Earlier in my adulthood, I took to Journaling. I studied and practiced it long enough that I've now dedicated a couple of bookshelves to journals, essentially personal novels I never really intended to read. I created them to slow myself down, to explicitly reflect as I acted, so that I might more deliberately learn from my experience. Journalizing's very much like meditating, for it produces almost nothing of any transactional value. I long harbored the idea that someone, perhaps even me, might gain something by reading through my many journals, but I long ago set aside that notion. There's little room to squeeze in any scholarly activity focused upon me while I'm actively engaging in being me. I once believed that reviewing my journals might one day help me to resolve some great mystery about myself, but I no longer hold that fantasy.

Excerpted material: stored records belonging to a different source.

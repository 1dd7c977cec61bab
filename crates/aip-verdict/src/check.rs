use aip_schemas::{
    AnalysisMetadata, ConcernCategory, ConscienceContext, ConsultationDepth, ExtractedThinking,
    IntegrityCheckpoint, IntegrityConcern, Severity, Verdict, WindowPosition,
};
use chrono::Utc;
use uuid::Uuid;

use crate::error::VerdictError;
use crate::repair::extract_and_repair;
use crate::response::RawAnalysisResponse;

/// Everything the parser needs about the extraction step that is not
/// carried inside the analysis model's JSON response.
pub struct ExtractionInfo<'a> {
    pub thinking_block_hash: &'a str,
    pub extraction: &'a ExtractedThinking,
    pub thinking_tokens_original: u64,
    pub thinking_tokens_analyzed: u64,
}

pub struct CheckpointContext<'a> {
    pub agent_id: &'a str,
    pub card_id: &'a str,
    pub session_id: &'a str,
    pub window_position: WindowPosition,
    pub analysis_model: &'a str,
    pub analysis_duration_ms: u64,
    pub linked_trace_id: Option<&'a str>,
}

/// Parses and validates a raw analysis response into a strongly-typed
/// [`IntegrityCheckpoint`]. Never calls any model; pure data transformation.
pub fn check_integrity(
    raw_response: &str,
    extraction: &ExtractionInfo<'_>,
    context: &CheckpointContext<'_>,
) -> Result<IntegrityCheckpoint, VerdictError> {
    let repaired = extract_and_repair(raw_response)
        .ok_or_else(|| VerdictError::InvalidAnalysisResponse("no JSON object found".into()))?;

    let parsed: RawAnalysisResponse = serde_json::from_str(&repaired)
        .map_err(|e| VerdictError::InvalidAnalysisResponse(e.to_string()))?;

    let verdict = parse_verdict(&parsed.verdict)?;
    let concerns = parsed
        .concerns
        .iter()
        .enumerate()
        .map(|(index, raw)| parse_concern(index, raw))
        .collect::<Result<Vec<_>, _>>()?;
    let consultation_depth = parse_consultation_depth(&parsed.conscience_context.consultation_depth)?;

    let conscience_context = ConscienceContext {
        values_checked: parsed.conscience_context.values_checked,
        conflicts: parsed.conscience_context.conflicts,
        supports: parsed.conscience_context.supports,
        considerations: parsed.conscience_context.considerations,
        consultation_depth,
    };

    let checkpoint = IntegrityCheckpoint {
        checkpoint_id: format!("ic-{}", Uuid::new_v4()),
        agent_id: context.agent_id.to_string(),
        card_id: context.card_id.to_string(),
        session_id: context.session_id.to_string(),
        timestamp: Utc::now(),
        thinking_block_hash: extraction.thinking_block_hash.to_string(),
        provider: extraction.extraction.provider.clone(),
        model: extraction.extraction.model.clone(),
        verdict,
        concerns,
        reasoning_summary: parsed.reasoning_summary,
        conscience_context,
        window_position: context.window_position,
        analysis_metadata: AnalysisMetadata {
            analysis_model: context.analysis_model.to_string(),
            analysis_duration_ms: context.analysis_duration_ms,
            thinking_tokens_original: extraction.thinking_tokens_original,
            thinking_tokens_analyzed: extraction.thinking_tokens_analyzed,
            truncated: extraction.extraction.truncated,
            extraction_confidence: extraction.extraction.confidence,
        },
        linked_trace_id: context.linked_trace_id.map(str::to_string),
    };

    tracing::debug!(
        checkpoint_id = %checkpoint.checkpoint_id,
        verdict = %checkpoint.verdict,
        concern_count = checkpoint.concerns.len(),
        "parsed integrity checkpoint"
    );

    Ok(checkpoint)
}

fn parse_verdict(value: &str) -> Result<Verdict, VerdictError> {
    match value {
        "clear" => Ok(Verdict::Clear),
        "review_needed" => Ok(Verdict::ReviewNeeded),
        "boundary_violation" => Ok(Verdict::BoundaryViolation),
        other => Err(VerdictError::InvalidVerdict(other.to_string())),
    }
}

fn parse_category(value: &str) -> Option<ConcernCategory> {
    match value {
        "prompt_injection" => Some(ConcernCategory::PromptInjection),
        "value_misalignment" => Some(ConcernCategory::ValueMisalignment),
        "autonomy_violation" => Some(ConcernCategory::AutonomyViolation),
        "reasoning_corruption" => Some(ConcernCategory::ReasoningCorruption),
        "deceptive_reasoning" => Some(ConcernCategory::DeceptiveReasoning),
        "undeclared_intent" => Some(ConcernCategory::UndeclaredIntent),
        _ => None,
    }
}

fn parse_severity(value: &str) -> Option<Severity> {
    match value {
        "low" => Some(Severity::Low),
        "medium" => Some(Severity::Medium),
        "high" => Some(Severity::High),
        "critical" => Some(Severity::Critical),
        _ => None,
    }
}

fn parse_consultation_depth(value: &str) -> Result<ConsultationDepth, VerdictError> {
    match value {
        "surface" => Ok(ConsultationDepth::Surface),
        "standard" => Ok(ConsultationDepth::Standard),
        "deep" => Ok(ConsultationDepth::Deep),
        other => Err(VerdictError::InvalidConscienceContext(format!(
            "unknown consultation_depth: {other}"
        ))),
    }
}

fn parse_concern(index: usize, raw: &crate::response::RawConcern) -> Result<IntegrityConcern, VerdictError> {
    let category = parse_category(&raw.category).ok_or_else(|| VerdictError::InvalidConcern {
        index,
        reason: format!("unknown category: {}", raw.category),
    })?;
    let severity = parse_severity(&raw.severity).ok_or_else(|| VerdictError::InvalidConcern {
        index,
        reason: format!("unknown severity: {}", raw.severity),
    })?;

    let mut concern = IntegrityConcern {
        category,
        severity,
        description: raw.description.clone(),
        evidence: raw.evidence.clone(),
        relevant_card_field: raw.relevant_card_field.clone(),
        relevant_conscience_value: raw.relevant_conscience_value.clone(),
    };
    concern.truncate_evidence();
    Ok(concern)
}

I also once believed that somebody, an antecedent perhaps centuries removed, might one day find it diverting to review what I was saying to myself back in ancient times. I catalogued many of my most poignant discoveries there, but I doubt that they are in anything like digestible form. When my father died, I inherited his journals. I found within them a one inch equals one inch replica of his activities of daily living rather than a chronicle of his life. There was no grand vision lurking between blood pressure readings and prescription takings. His journal stands like a scaffolding with no building within, not really a portrait of anything. My journals, while filled with philosophical musings, might render no better under anyone's but my own reviewing. My journaling's purpose was never to serve as a rough draft autobiography. I never achieved enough distance to gain enough perspective to muster that result. Or at least, I thought I hadn't.

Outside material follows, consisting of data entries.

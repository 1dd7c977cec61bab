//! Alignment Integrity Protocol: wires extraction, prompt assembly, verdict
//! parsing, windowing, drift detection, and attestation into a single
//! per-agent [`Monitor`].
//!
//! This crate performs no network or file I/O. The caller is responsible
//! for fetching the provider response body and for sending the prompt
//! [`Monitor::prepare_check`] returns to an analysis model; everything
//! else — extraction, parsing, bookkeeping, signing — happens here as pure
//! data transformations.
//!
//! ```ignore
//! let mut monitor = Monitor::new(agent_id, card, conscience_values, "claude-3-opus", window_config)?;
//! let prepared = monitor.prepare_check(&session_id, "anthropic", &provider_body, "claude-3-sonnet", None)?;
//! // send prepared.system_prompt / prepared.user_prompt to the analysis model
//! let (signal, alert) = monitor.record(&session_id, &raw_analysis_response, &prepared)?;
//! if !signal.proceed {
//!     // deny or escalate per signal.recommended_action
//! }
//! ```

mod error;
mod monitor;

pub use error::MonitorError;
pub use monitor::{CheckOutcome, Monitor, PreparedCheck, NO_THINKING_HASH};

pub use aip_agreement::{validate as validate_agreement, AgreementAugmentation, AgreementConflict, AgreementReport};
pub use aip_attestation::{
    issue_certificate, verify_certificate, CertificateInputs, IntegrityChain, VerificationChecks,
};
pub use aip_card::summarize_card;
pub use aip_crypto::{sha256_hex, SigningKey};
pub use aip_drift::DEFAULT_DRIFT_THRESHOLD;
pub use aip_prompt::{build_prompt, BuiltPrompt};
pub use aip_providers::ProviderRegistry;
pub use aip_schemas::*;
pub use aip_signal::{build_signal, proceed, recommended_action};
pub use aip_verdict::{check_integrity, CheckpointContext, ExtractionInfo, VerdictError};
pub use aip_window::{WindowError, WindowManager};

/// Initializes a `tracing` subscriber for this crate's own tests.
/// Library consumers are expected to install their own subscriber.
#[cfg(test)]
pub fn init_test_tracing() {
    use tracing_subscriber::EnvFilter;

    let _ = tracing_subscriber::fmt()
        .with_env_filter(EnvFilter::from_default_env())
        .with_test_writer()
        .try_init();
}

It might be that only an unintentional autobiography could ever sidestep the usual vanity found within the more deliberate kind. It must take some considerable ego to forego living forward to even attempt to recount where one's been. What would make that effort in any way worth it? The reader might struggle to find any superego or id in the resulting work before ultimately questioning what the author thought he was producing besides his own ego stroking. My songs, because I never intended them to serve as that, seem the perfect autobiography of me, though probably to nobody else. The songs seem to stand on their own as also something different than simply personal reflection, but to my ears, they're technicolor Panavision representations of the journeys I've taken, in a similar way that jars of food I've canned and stored in the basement larder also provide a sensual history of whomever I used to be.
I could not have possibly deliberately created better self portraits. I am clearly no longer whomever I attempted to represent myself as then, yet I remain the eternal author of my own past experiences. The challenge was always remembering important details. I recall the headlines and perhaps the leading paragraph, but the local color and the odd iconic elements were lost until I resurrected the song I wrote about that experience. Then the emotional impact whacked me square in the face. It's sometimes been altogether too much for me to take. The cast of characters performing this set seems more numerous than simply me, but there's nobody else represented except the surprisingly multi-faceted fellow who often feels so damned one-dimensional. I suspect that we're each much more complicated than we appear even to ourselves. I find myself feeling extremely grateful for the songs I've written over the years.